In the data below, find every line with the word "failures" and copy it out.

══════════════════════════════

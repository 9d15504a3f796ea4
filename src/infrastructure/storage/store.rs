//! Key-value store trait, error types, and backend settings.

use async_trait::async_trait;
use std::time::Duration;
use thiserror::Error;

/// Errors that can occur during storage operations.
#[derive(Debug, Error)]
pub enum StoreError {
    /// Missing or malformed connection configuration. Never retried.
    #[error("invalid storage configuration: {0}")]
    Configuration(String),

    /// Transport-level failure: connection refused, dropped, or unreachable.
    #[error("storage connection failed: {0}")]
    Connection(String),

    /// An operation exceeded its bounded timeout.
    #[error("storage operation timed out")]
    Timeout,

    /// The backend rejected or failed an operation on an established connection.
    #[error("storage operation failed: {0}")]
    Operation(String),
}

impl StoreError {
    /// Whether the error is worth retrying during startup probing.
    ///
    /// Only network-level failures qualify; configuration errors are
    /// deterministic and surface immediately.
    pub fn is_transient(&self) -> bool {
        matches!(self, Self::Connection(_) | Self::Timeout)
    }
}

/// Result type for storage operations.
pub type StoreResult<T> = Result<T, StoreError>;

/// Connection and probing knobs shared by the backends and the selector.
#[derive(Debug, Clone)]
pub struct StorageSettings {
    /// Redis connection URL. `None` means the primary backend cannot be
    /// constructed and the selector goes straight to the fallback.
    pub redis_url: Option<String>,
    /// Namespace prefix applied to every Redis key.
    pub key_prefix: String,
    /// Socket connect timeout for the managed connection.
    pub connect_timeout: Duration,
    /// Per-operation response timeout; also bounds health checks.
    pub operation_timeout: Duration,
    /// Total startup health-check attempts (first try included).
    pub connect_attempts: u32,
    /// Fixed delay between startup health-check attempts.
    pub retry_delay: Duration,
    /// When `true`, an operator-triggered re-probe may promote the selection
    /// back to the primary backend. Off by default: the decision is sticky
    /// for the process lifetime.
    pub reprobe_enabled: bool,
}

impl Default for StorageSettings {
    fn default() -> Self {
        Self {
            redis_url: None,
            key_prefix: "link:".to_string(),
            connect_timeout: Duration::from_secs(5),
            operation_timeout: Duration::from_secs(5),
            connect_attempts: 3,
            retry_delay: Duration::from_secs(1),
            reprobe_enabled: false,
        }
    }
}

/// Trait for expiring key-value storage of short link mappings.
///
/// Implementations must be thread-safe. Absence of a key is a normal
/// outcome (`Ok(None)`), never an error; errors are reserved for transport
/// and backend failures and are always surfaced to the caller.
///
/// # Implementations
///
/// - [`crate::infrastructure::storage::RedisStore`] - Redis-backed store with native TTL
/// - [`crate::infrastructure::storage::MemoryStore`] - In-process store with lazy expiry
#[cfg_attr(test, mockall::automock)]
#[async_trait]
pub trait KeyValueStore: Send + Sync {
    /// Stores `value` under `key`, overwriting silently if the key exists.
    ///
    /// A `ttl` of `Some(d)` expires the entry `d` after the write; the TTL is
    /// applied atomically with the write. `None` stores without expiry.
    ///
    /// # Errors
    ///
    /// Returns a [`StoreError`] if the write did not reach the backend.
    async fn set(&self, key: &str, value: &str, ttl: Option<Duration>) -> StoreResult<()>;

    /// Retrieves the value stored under `key`.
    ///
    /// # Returns
    ///
    /// - `Ok(Some(value))` if present and not expired
    /// - `Ok(None)` if absent or expired
    ///
    /// # Errors
    ///
    /// Returns a [`StoreError`] on transport or backend failure, which the
    /// caller must distinguish from absence.
    async fn get(&self, key: &str) -> StoreResult<Option<String>>;

    /// Removes the entry under `key`, if any.
    ///
    /// Returns `Ok(true)` when an entry was removed; idempotent no-op
    /// (`Ok(false)`) otherwise.
    async fn delete(&self, key: &str) -> StoreResult<bool>;

    /// Cheap liveness probe with a bounded timeout. Must not mutate state.
    async fn health_check(&self) -> bool;

    /// Backend identifier for logs and the health endpoint.
    fn name(&self) -> &'static str;
}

══════════════════════════════

Solution to this problem:
    /// Only network-level failures qualify; configuration errors are
/// and backend failures and are always surfaced to the caller.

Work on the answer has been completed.